Using the listing, copy each whole line that features "fixed".

***** The data

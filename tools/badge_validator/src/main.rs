use qlx_core::badge::verify_url::parse_verification_url;
use qlx_core::report::render::render_verification_markdown;
use qlx_core::verifier::{is_canonical_proof_id, verify_badge};

fn main() {
    // badge_validator re-runs the acceptance checks against a presented
    // badge id (or a full verification URL) and prints the report as JSON
    // plus a markdown card. Exit 0 on valid, 1 on not valid, 2 on usage.
    let args: Vec<String> = std::env::args().collect();

    let (badge_id, expected_digest) = match parse_args(&args) {
        Some(parsed) => parsed,
        None => {
            eprintln!("usage: badge_validator <badge_id> [expected_digest]");
            eprintln!("       badge_validator --url <verification_url>");
            std::process::exit(2);
        }
    };

    match is_canonical_proof_id(&badge_id) {
        Ok(true) => {}
        Ok(false) => eprintln!("note: '{}' is not a canonical badge id", badge_id),
        Err(e) => {
            eprintln!("badge_validator error: {}", e);
            std::process::exit(2);
        }
    }

    let report = verify_badge(&badge_id, expected_digest.as_deref());
    println!(
        "{}",
        serde_json::to_string_pretty(&report).expect("serialize report")
    );
    println!();
    println!("{}", render_verification_markdown(&report));
    println!(
        "BADGE_VALIDATOR overall={} confidence={}",
        if report.valid { "PASS" } else { "FAIL" },
        report.confidence
    );

    if report.valid {
        std::process::exit(0);
    }
    std::process::exit(1);
}

fn parse_args(args: &[String]) -> Option<(String, Option<String>)> {
    match args.get(1).map(String::as_str) {
        Some("--url") => {
            let raw = args.get(2)?;
            match parse_verification_url(raw) {
                Ok(parsed) => Some(parsed),
                Err(e) => {
                    eprintln!("badge_validator error: {}", e);
                    None
                }
            }
        }
        Some(badge_id) => Some((badge_id.to_string(), args.get(2).cloned())),
        None => None,
    }
}
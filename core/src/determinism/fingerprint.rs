use serde::Serialize;
use sha2::{Digest, Sha256};
use ulid::Ulid;

use crate::determinism::canonical::to_canonical_bytes;
use crate::error::CoreResult;

pub const FNV_OFFSET_BASIS: u32 = 0x811c_9dc5;
pub const FNV_PRIME: u32 = 0x0100_0193;

/// Prefix shared by every identifier this generator issues.
pub const ISSUER_PREFIX: &str = "qlx_";
pub const PROOF_ID_PREFIX: &str = "qlx_proof_";

/// 32-bit FNV-1a over raw bytes: xor the byte into the accumulator, then
/// multiply by the prime, with wrapping arithmetic.
pub fn fnv1a32(bytes: &[u8]) -> u32 {
    let mut acc = FNV_OFFSET_BASIS;
    for b in bytes {
        acc ^= u32::from(*b);
        acc = acc.wrapping_mul(FNV_PRIME);
    }
    acc
}

/// Eight-uppercase-hex fingerprint of the canonical form of `value`.
/// A salt, when present, is appended to the canonical bytes as `:(salt)`
/// so the same value fingerprints differently per scope. Fingerprints are
/// stable identity tags, not a tamper-evidence boundary.
pub fn fingerprint<T: Serialize>(value: &T, salt: Option<&str>) -> CoreResult<String> {
    let mut bytes = to_canonical_bytes(value)?;
    if let Some(salt) = salt {
        bytes.push(b':');
        bytes.extend_from_slice(salt.as_bytes());
    }
    Ok(format!("{:08X}", fnv1a32(&bytes)))
}

/// Full-strength digest for document contents supplied by callers.
pub fn content_sha256_hex(bytes: &[u8]) -> String {
    let mut hasher = Sha256::new();
    hasher.update(bytes);
    hex::encode(hasher.finalize())
}

pub fn proof_identifier(combined_digest: &str) -> String {
    format!("{}{}", PROOF_ID_PREFIX, combined_digest)
}

/// Label for one tool invocation. Unlike fingerprints this is deliberately
/// unique per call; it never participates in badge identity.
pub fn adhoc_run_id() -> String {
    format!("r_{}", Ulid::new())
}
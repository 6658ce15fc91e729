use serde::{Deserialize, Serialize};
use serde_json::json;

use crate::determinism::fingerprint::{fingerprint, proof_identifier};
use crate::error::CoreResult;
use crate::inputs::{DocumentReference, InputRecord};
use crate::progress::{NullProgress, ProgressSink, ProofStage, StageEvent};
use crate::validator::validate_references;

use super::schemas::{Badge, BadgeMetadata, ProofPayload};
use super::verify_url::build_verification_url;

pub const GENERATOR_VERSION: &str = env!("CARGO_PKG_VERSION");

/// Everything a badge is computed from. Two requests with equal canonical
/// forms assemble byte-identical badges; `issued_at_utc` is supplied by
/// the caller so the engine itself never reads a clock.
#[derive(Debug, Clone, PartialEq, Eq, Serialize, Deserialize)]
pub struct BadgeRequest {
    pub inputs: Vec<InputRecord>,
    pub references: Vec<DocumentReference>,
    pub jurisdiction: String,
    pub framework: String,
    pub issued_at_utc: String,
}

pub fn assemble_badge(request: &BadgeRequest) -> CoreResult<Badge> {
    assemble_badge_with_progress(request, &mut NullProgress)
}

/// Assembly pipeline: fingerprint the inputs (salted by jurisdiction),
/// fingerprint the reference digests, fold both into the combined digest,
/// validate the reference graph, then emit the badge. Stage events go to
/// `sink` as each phase lands.
pub fn assemble_badge_with_progress(
    request: &BadgeRequest,
    sink: &mut dyn ProgressSink,
) -> CoreResult<Badge> {
    sink.on_stage(&StageEvent::new(
        ProofStage::Canonicalize,
        &format!(
            "{} input(s), {} reference(s)",
            request.inputs.len(),
            request.references.len()
        ),
    ));

    let inputs_digest = fingerprint(&request.inputs, Some(&request.jurisdiction))?;
    sink.on_stage(&StageEvent::new(ProofStage::FingerprintInputs, &inputs_digest));

    let reference_digests: Vec<&str> = request
        .references
        .iter()
        .map(|r| r.content_digest.as_str())
        .collect();
    let refs_digest = fingerprint(&reference_digests, None)?;
    sink.on_stage(&StageEvent::new(
        ProofStage::FingerprintReferences,
        &refs_digest,
    ));

    let combined_digest = fingerprint(
        &json!({
            "inputs_digest": inputs_digest,
            "refs_digest": refs_digest,
        }),
        None,
    )?;

    let validation = validate_references(&request.references);
    sink.on_stage(&StageEvent::new(
        ProofStage::ValidateReferences,
        &format!("{} issue(s)", validation.issues.len()),
    ));
    sink.on_stage(&StageEvent::new(
        ProofStage::ScoreConfidence,
        &validation.confidence.to_string(),
    ));

    let badge_id = proof_identifier(&combined_digest);
    let verification_url = build_verification_url(&badge_id, &combined_digest)?;
    let input_count = request.inputs.len() as u64;
    let proof = ProofPayload::derive(&combined_digest, input_count)?;

    let badge = Badge {
        badge_id,
        inputs_digest,
        refs_digest,
        combined_digest,
        verification_url,
        validation,
        proof,
        metadata: BadgeMetadata {
            jurisdiction: request.jurisdiction.clone(),
            framework: request.framework.clone(),
            generator_version: GENERATOR_VERSION.to_string(),
            issued_at_utc: request.issued_at_utc.clone(),
            input_count,
        },
    };
    sink.on_stage(&StageEvent::new(ProofStage::AssembleBadge, &badge.badge_id));
    Ok(badge)
}

/// Convenience for callers filling `issued_at_utc`. The assembly itself
/// never calls this.
pub fn now_rfc3339_utc() -> String {
    time::OffsetDateTime::now_utc()
        .format(&time::format_description::well_known::Rfc3339)
        .unwrap()
}
use std::collections::BTreeMap;

use egui::{Color32, Context, FontFamily, FontId, Rounding, Stroke, Style, TextStyle, Visuals};

/// Theme configuration
pub struct Theme {
    pub name: String,
    pub dark_mode: bool,
}

impl Default for Theme {
    fn default() -> Self {
        Self {
            name: "Tabletop Dark".to_string(),
            dark_mode: true,
        }
    }
}

/// Apply the application theme (dark, with a warm accent)
pub fn apply_theme(ctx: &Context, _theme: &Theme) {
    let mut style = Style::default();
    let mut visuals = Visuals::dark();

    let bg_color = Color32::from_rgb(24, 22, 26);
    let panel_bg = Color32::from_rgb(32, 30, 36);
    let widget_bg = Color32::from_rgb(42, 40, 46);
    let hover_color = Color32::from_rgb(54, 51, 58);
    let active_color = Color32::from_rgb(64, 60, 70);
    let accent = accent_color();
    let text_color = Color32::from_rgb(222, 220, 226);

    visuals.window_fill = panel_bg;
    visuals.panel_fill = panel_bg;
    visuals.extreme_bg_color = bg_color;
    visuals.faint_bg_color = widget_bg;

    visuals.widgets.noninteractive.bg_fill = widget_bg;
    visuals.widgets.noninteractive.bg_stroke = Stroke::new(1.0, Color32::from_rgb(62, 60, 66));
    visuals.widgets.noninteractive.fg_stroke = Stroke::new(1.0, text_color);
    visuals.widgets.noninteractive.rounding = Rounding::same(4.0);

    visuals.widgets.inactive.bg_fill = widget_bg;
    visuals.widgets.inactive.bg_stroke = Stroke::new(1.0, Color32::from_rgb(72, 70, 76));
    visuals.widgets.inactive.fg_stroke = Stroke::new(1.0, text_color);
    visuals.widgets.inactive.rounding = Rounding::same(4.0);

    visuals.widgets.hovered.bg_fill = hover_color;
    visuals.widgets.hovered.bg_stroke = Stroke::new(1.0, Color32::from_rgb(84, 80, 88));
    visuals.widgets.hovered.fg_stroke = Stroke::new(1.0, text_color);
    visuals.widgets.hovered.rounding = Rounding::same(4.0);

    visuals.widgets.active.bg_fill = active_color;
    visuals.widgets.active.bg_stroke = Stroke::new(1.0, accent);
    visuals.widgets.active.fg_stroke = Stroke::new(1.0, text_color);
    visuals.widgets.active.rounding = Rounding::same(4.0);

    visuals.selection.bg_fill = accent.linear_multiply(0.3);
    visuals.selection.stroke = Stroke::new(1.0, accent);
    visuals.hyperlink_color = accent;

    style.spacing.item_spacing = egui::vec2(8.0, 4.0);
    style.spacing.button_padding = egui::vec2(8.0, 4.0);
    style.spacing.slider_width = 120.0;

    let mut font_sizes = BTreeMap::new();
    font_sizes.insert(TextStyle::Small, FontId::new(11.0, FontFamily::Proportional));
    font_sizes.insert(TextStyle::Body, FontId::new(13.0, FontFamily::Proportional));
    font_sizes.insert(TextStyle::Button, FontId::new(13.0, FontFamily::Proportional));
    font_sizes.insert(TextStyle::Heading, FontId::new(18.0, FontFamily::Proportional));
    font_sizes.insert(TextStyle::Monospace, FontId::new(12.0, FontFamily::Monospace));
    style.text_styles = font_sizes;

    ctx.set_style(style);
    ctx.set_visuals(visuals);
}

/// Get the accent color for the theme
pub fn accent_color() -> Color32 {
    Color32::from_rgb(236, 72, 153)
}
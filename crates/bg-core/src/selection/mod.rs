//! Cross-view selection coordinator
//!
//! One owner for the hover/highlight/expand state shared by the table, the
//! scatter plot and the card list. Views report interactions through the
//! entry points here and read back a snapshot; none of them keeps its own
//! copy of the comparison logic.

use std::time::{Duration, Instant};

use crate::records::GameId;
use crate::timer::Debouncer;

/// How long a scatter-click highlight pulse lasts before clearing itself
pub const HIGHLIGHT_PULSE: Duration = Duration::from_millis(2000);

/// Opaque handle to a located table row, produced and consumed by the
/// rendering side
#[derive(Debug, Clone, Copy)]
pub struct RowHandle(pub egui::Rect);

/// Injected capability for finding and scrolling to a table row.
///
/// The table renderer owns the id-to-row mapping; the coordinator only asks
/// it to locate a row and bring it into view.
pub trait RowLocator {
    fn locate(&self, id: GameId) -> Option<RowHandle>;
    fn scroll_into_view(&mut self, handle: RowHandle);
}

/// Read-only copy of the selection state for renderers
#[derive(Debug, Clone, Copy, Default, PartialEq, Eq)]
pub struct SelectionSnapshot {
    /// Pointer hover or a transient post-click pulse
    pub highlighted: Option<GameId>,
    /// Last hovered game, persists after the pointer moves away
    pub selected: Option<GameId>,
    /// The one expanded card in the narrow layout, if any
    pub mobile_expanded: Option<GameId>,
}

/// Owns and mutates the shared selection state
#[derive(Debug)]
pub struct SelectionCoordinator {
    highlighted: Option<GameId>,
    selected: Option<GameId>,
    mobile_expanded: Option<GameId>,
    pulse: Debouncer<GameId>,
}

impl Default for SelectionCoordinator {
    fn default() -> Self {
        Self::new()
    }
}

impl SelectionCoordinator {
    pub fn new() -> Self {
        Self {
            highlighted: None,
            selected: None,
            mobile_expanded: None,
            pulse: Debouncer::new(HIGHLIGHT_PULSE),
        }
    }

    /// Pointer hover over a row or point. Highlights it and, for a real id,
    /// pins it as the selected game for the detail card. Supersedes any
    /// pending highlight pulse.
    pub fn hover(&mut self, id: Option<GameId>) {
        self.pulse.cancel();
        self.highlighted = id;
        if id.is_some() {
            self.selected = id;
        }
    }

    /// Tap on a card in the narrow layout: toggle it, collapsing whichever
    /// other card was open. At most one card is expanded at a time.
    pub fn mobile_click(&mut self, id: GameId) {
        self.mobile_expanded = if self.mobile_expanded == Some(id) {
            None
        } else {
            Some(id)
        };
    }

    /// Click on a scatter point: scroll the matching table row into view
    /// and pulse its highlight for a fixed duration. A game without a
    /// locatable row is a no-op.
    pub fn scatter_click(&mut self, id: GameId, locator: &mut dyn RowLocator, now: Instant) {
        let Some(handle) = locator.locate(id) else {
            tracing::debug!(id, "scatter click on game without a table row");
            return;
        };
        locator.scroll_into_view(handle);
        self.highlighted = Some(id);
        self.pulse.schedule(id, now);
    }

    /// Advance the pulse timer; called once per frame.
    pub fn tick(&mut self, now: Instant) {
        if self.pulse.poll(now).is_some() {
            self.highlighted = None;
        }
    }

    /// Deadline of the pending pulse, for frame-repaint scheduling
    pub fn next_deadline(&self) -> Option<Instant> {
        self.pulse.next_deadline()
    }

    pub fn is_highlighted(&self, id: GameId) -> bool {
        self.highlighted == Some(id)
    }

    pub fn is_expanded(&self, id: GameId) -> bool {
        self.mobile_expanded == Some(id)
    }

    pub fn highlighted(&self) -> Option<GameId> {
        self.highlighted
    }

    pub fn selected(&self) -> Option<GameId> {
        self.selected
    }

    pub fn mobile_expanded(&self) -> Option<GameId> {
        self.mobile_expanded
    }

    pub fn snapshot(&self) -> SelectionSnapshot {
        SelectionSnapshot {
            highlighted: self.highlighted,
            selected: self.selected,
            mobile_expanded: self.mobile_expanded,
        }
    }
}

#[cfg(test)]
mod tests {
    use super::*;
    use ahash::AHashMap;
    use egui::{pos2, vec2, Rect};

    /// Locator over a fixed id set, recording scroll requests.
    struct FakeLocator {
        rows: AHashMap<GameId, RowHandle>,
        scrolls: Vec<Rect>,
    }

    impl FakeLocator {
        fn with_rows(ids: &[GameId]) -> Self {
            let rows = ids
                .iter()
                .map(|&id| {
                    let rect = Rect::from_min_size(pos2(0.0, id as f32 * 20.0), vec2(100.0, 18.0));
                    (id, RowHandle(rect))
                })
                .collect();
            Self {
                rows,
                scrolls: Vec::new(),
            }
        }
    }

    impl RowLocator for FakeLocator {
        fn locate(&self, id: GameId) -> Option<RowHandle> {
            self.rows.get(&id).copied()
        }

        fn scroll_into_view(&mut self, handle: RowHandle) {
            self.scrolls.push(handle.0);
        }
    }

    #[test]
    fn test_selected_persists_after_hover_ends() {
        let mut coordinator = SelectionCoordinator::new();
        coordinator.hover(Some(5));
        assert_eq!(coordinator.highlighted(), Some(5));
        assert_eq!(coordinator.selected(), Some(5));

        coordinator.hover(None);
        assert_eq!(coordinator.highlighted(), None);
        assert_eq!(coordinator.selected(), Some(5));
    }

    #[test]
    fn test_at_most_one_card_expanded() {
        let mut coordinator = SelectionCoordinator::new();
        coordinator.mobile_click(1);
        assert!(coordinator.is_expanded(1));
        coordinator.mobile_click(2);
        assert!(coordinator.is_expanded(2));
        assert!(!coordinator.is_expanded(1));
        coordinator.mobile_click(2);
        assert_eq!(coordinator.mobile_expanded(), None);
    }

    #[test]
    fn test_scatter_click_scrolls_and_pulses() {
        let start = Instant::now();
        let mut coordinator = SelectionCoordinator::new();
        let mut locator = FakeLocator::with_rows(&[7]);

        coordinator.scatter_click(7, &mut locator, start);
        assert_eq!(locator.scrolls.len(), 1);
        assert!(coordinator.is_highlighted(7));

        coordinator.tick(start + Duration::from_millis(1999));
        assert!(coordinator.is_highlighted(7));
        coordinator.tick(start + Duration::from_millis(2000));
        assert_eq!(coordinator.highlighted(), None);
    }

    #[test]
    fn test_hover_supersedes_pending_pulse() {
        let start = Instant::now();
        let mut coordinator = SelectionCoordinator::new();
        let mut locator = FakeLocator::with_rows(&[7]);

        coordinator.scatter_click(7, &mut locator, start);
        coordinator.hover(Some(9));

        // The stale pulse must not clear the new highlight.
        coordinator.tick(start + Duration::from_secs(10));
        assert_eq!(coordinator.highlighted(), Some(9));
    }

    #[test]
    fn test_new_scatter_click_supersedes_pulse() {
        let start = Instant::now();
        let mut coordinator = SelectionCoordinator::new();
        let mut locator = FakeLocator::with_rows(&[1, 2]);

        coordinator.scatter_click(1, &mut locator, start);
        coordinator.scatter_click(2, &mut locator, start + Duration::from_millis(1500));

        // Only the second deadline applies.
        coordinator.tick(start + Duration::from_millis(2000));
        assert!(coordinator.is_highlighted(2));
        coordinator.tick(start + Duration::from_millis(3500));
        assert_eq!(coordinator.highlighted(), None);
    }

    #[test]
    fn test_scatter_click_without_row_is_noop() {
        let start = Instant::now();
        let mut coordinator = SelectionCoordinator::new();
        let mut locator = FakeLocator::with_rows(&[]);

        coordinator.hover(Some(3));
        coordinator.hover(None);
        coordinator.scatter_click(99, &mut locator, start);

        assert!(locator.scrolls.is_empty());
        assert_eq!(coordinator.highlighted(), None);
        assert!(coordinator.next_deadline().is_none());
    }
}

**********

_Solution for this exercise_.
    /// and pulse its highlight for a fixed duration. A game without a
    /// Locator over a fixed id set, recording scroll requests.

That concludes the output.